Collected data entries
^^^^^^^^

//! Quiz run state definitions and per-action output

use serde::{Deserialize, Serialize};
use chrono::{DateTime, Utc};
use crate::types::{QuizReason, Timer};

/// Lesson attempt phase
#[derive(Debug, Clone, Copy, PartialEq, Eq, Serialize, Deserialize)]
#[serde(rename_all = "SCREAMING_SNAKE_CASE")]
pub enum Phase {
    /// Reading the theory passage
    Theory,
    /// Answering questions
    Quiz,
}

/// Per-question attempt status
#[derive(Debug, Clone, Copy, PartialEq, Eq, Serialize, Deserialize)]
#[serde(rename_all = "SCREAMING_SNAKE_CASE")]
pub enum AttemptStatus {
    Idle,
    Correct,
    Incorrect,
}

impl AttemptStatus {
    pub fn is_resolved(&self) -> bool {
        !matches!(self, AttemptStatus::Idle)
    }
}

/// Whole-attempt outcome
#[derive(Debug, Clone, Copy, PartialEq, Eq, Serialize, Deserialize)]
#[serde(rename_all = "SCREAMING_SNAKE_CASE")]
pub enum QuizOutcome {
    InProgress,
    /// Every question advanced past; lesson is credited
    Completed,
    /// Hearts exhausted; only exit remains
    Failed,
}

impl QuizOutcome {
    pub fn is_terminal(&self) -> bool {
        !matches!(self, QuizOutcome::InProgress)
    }
}

/// Companion mood, shared by the lesson runner and the dashboard
#[derive(Debug, Clone, Copy, PartialEq, Eq, Default, Serialize, Deserialize)]
#[serde(rename_all = "lowercase")]
pub enum Mood {
    #[default]
    Happy,
    Sad,
    Excited,
    Worried,
    Eating,
}

impl Mood {
    /// Speech bubble for the companion
    pub fn bubble_text(&self, food: u32) -> &'static str {
        match self {
            Mood::Eating => "Yum! Tastes great! 🍖",
            _ if *self == Mood::Sad || food == 0 => "I'm hungry... earn me some bones? 🥺",
            Mood::Excited => "Amazing work! Let's keep going! 🎉",
            Mood::Worried => "Don't give up! You can do this. ❤️",
            _ => "Start learning, earn me bones. 🦴",
        }
    }
}

impl std::fmt::Display for Mood {
    fn fmt(&self, f: &mut std::fmt::Formatter<'_>) -> std::fmt::Result {
        let name = match self {
            Mood::Happy => "happy",
            Mood::Sad => "sad",
            Mood::Excited => "excited",
            Mood::Worried => "worried",
            Mood::Eating => "eating",
        };
        write!(f, "{}", name)
    }
}

/// Snapshot returned by every quiz action
#[derive(Debug, Clone, Serialize)]
pub struct QuizOutput {
    pub timestamp: DateTime<Utc>,
    pub phase: Phase,
    pub outcome: QuizOutcome,
    pub current_index: usize,
    pub question_count: usize,
    pub hearts: u8,
    pub status: AttemptStatus,
    /// Progress bar, 0-100
    pub progress: f64,
    pub mood: Mood,
    pub reason: QuizReason,
    /// Experience reported on completion
    pub reward_xp: Option<u32>,
    /// Delayed follow-up the caller must schedule
    #[serde(skip)]
    pub timer: Option<Timer>,
}

impl QuizOutput {
    /// Did the action change anything?
    pub fn accepted(&self) -> bool {
        !self.reason.is_ignored()
    }

    /// Format for terminal display (with colors)
    pub fn to_terminal_string(&self) -> String {
        use colored::Colorize;
        let hearts = "♥".repeat(self.hearts as usize);
        let status = match self.status {
            AttemptStatus::Idle => "idle".normal(),
            AttemptStatus::Correct => "correct".green(),
            AttemptStatus::Incorrect => "incorrect".red(),
        };
        format!(
            "{} q={}/{} | {} | progress={:.0}% | {}",
            hearts.red(),
            (self.current_index + 1).min(self.question_count),
            self.question_count,
            status,
            self.progress,
            self.reason.code().dimmed()
        )
    }
}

^^^^^^^^

# WHAT IS BEING ASKED:
Reproduce the full set of entries above exactly, without dropping a line.

# SOLUTION TO THE PROBLEM:
//! Quiz run state definitions and per-action output

use serde::{Deserialize, Serialize};
use chrono::{DateTime, Utc};
use crate::types::{QuizReason, Timer};

/// Lesson attempt phase
#[derive(Debug, Clone, Copy, PartialEq, Eq, Serialize, Deserialize)]
#[serde(rename_all = "SCREAMING_SNAKE_CASE")]
pub enum Phase {
    /// Reading the theory passage
    Theory,
    /// Answering questions
    Quiz,
}

/// Per-question attempt status
#[derive(Debug, Clone, Copy, PartialEq, Eq, Serialize, Deserialize)]
#[serde(rename_all = "SCREAMING_SNAKE_CASE")]
pub enum AttemptStatus {
    Idle,
    Correct,
    Incorrect,
}

impl AttemptStatus {
    pub fn is_resolved(&self) -> bool {
        !matches!(self, AttemptStatus::Idle)
    }
}

/// Whole-attempt outcome
#[derive(Debug, Clone, Copy, PartialEq, Eq, Serialize, Deserialize)]
#[serde(rename_all = "SCREAMING_SNAKE_CASE")]
pub enum QuizOutcome {
    InProgress,
    /// Every question advanced past; lesson is credited
    Completed,
    /// Hearts exhausted; only exit remains
    Failed,
}

impl QuizOutcome {
    pub fn is_terminal(&self) -> bool {
        !matches!(self, QuizOutcome::InProgress)
    }
}

/// Companion mood, shared by the lesson runner and the dashboard
#[derive(Debug, Clone, Copy, PartialEq, Eq, Default, Serialize, Deserialize)]
#[serde(rename_all = "lowercase")]
pub enum Mood {
    #[default]
    Happy,
    Sad,
    Excited,
    Worried,
    Eating,
}

impl Mood {
    /// Speech bubble for the companion
    pub fn bubble_text(&self, food: u32) -> &'static str {
        match self {
            Mood::Eating => "Yum! Tastes great! 🍖",
            _ if *self == Mood::Sad || food == 0 => "I'm hungry... earn me some bones? 🥺",
            Mood::Excited => "Amazing work! Let's keep going! 🎉",
            Mood::Worried => "Don't give up! You can do this. ❤️",
            _ => "Start learning, earn me bones. 🦴",
        }
    }
}

impl std::fmt::Display for Mood {
    fn fmt(&self, f: &mut std::fmt::Formatter<'_>) -> std::fmt::Result {
        let name = match self {
            Mood::Happy => "happy",
            Mood::Sad => "sad",
            Mood::Excited => "excited",
            Mood::Worried => "worried",
            Mood::Eating => "eating",
        };
        write!(f, "{}", name)
    }
}

/// Snapshot returned by every quiz action
#[derive(Debug, Clone, Serialize)]
pub struct QuizOutput {
    pub timestamp: DateTime<Utc>,
    pub phase: Phase,
    pub outcome: QuizOutcome,
    pub current_index: usize,
    pub question_count: usize,
    pub hearts: u8,
    pub status: AttemptStatus,
    /// Progress bar, 0-100
    pub progress: f64,
    pub mood: Mood,
    pub reason: QuizReason,
    /// Experience reported on completion
    pub reward_xp: Option<u32>,
    /// Delayed follow-up the caller must schedule
    #[serde(skip)]
    pub timer: Option<Timer>,
}

impl QuizOutput {
    /// Did the action change anything?
    pub fn accepted(&self) -> bool {
        !self.reason.is_ignored()
    }

    /// Format for terminal display (with colors)
    pub fn to_terminal_string(&self) -> String {
        use colored::Colorize;
        let hearts = "♥".repeat(self.hearts as usize);
        let status = match self.status {
            AttemptStatus::Idle => "idle".normal(),
            AttemptStatus::Correct => "correct".green(),
            AttemptStatus::Incorrect => "incorrect".red(),
        };
        format!(
            "{} q={}/{} | {} | progress={:.0}% | {}",
            hearts.red(),
            (self.current_index + 1).min(self.question_count),
            self.question_count,
            status,
            self.progress,
            self.reason.code().dimmed()
        )
    }
}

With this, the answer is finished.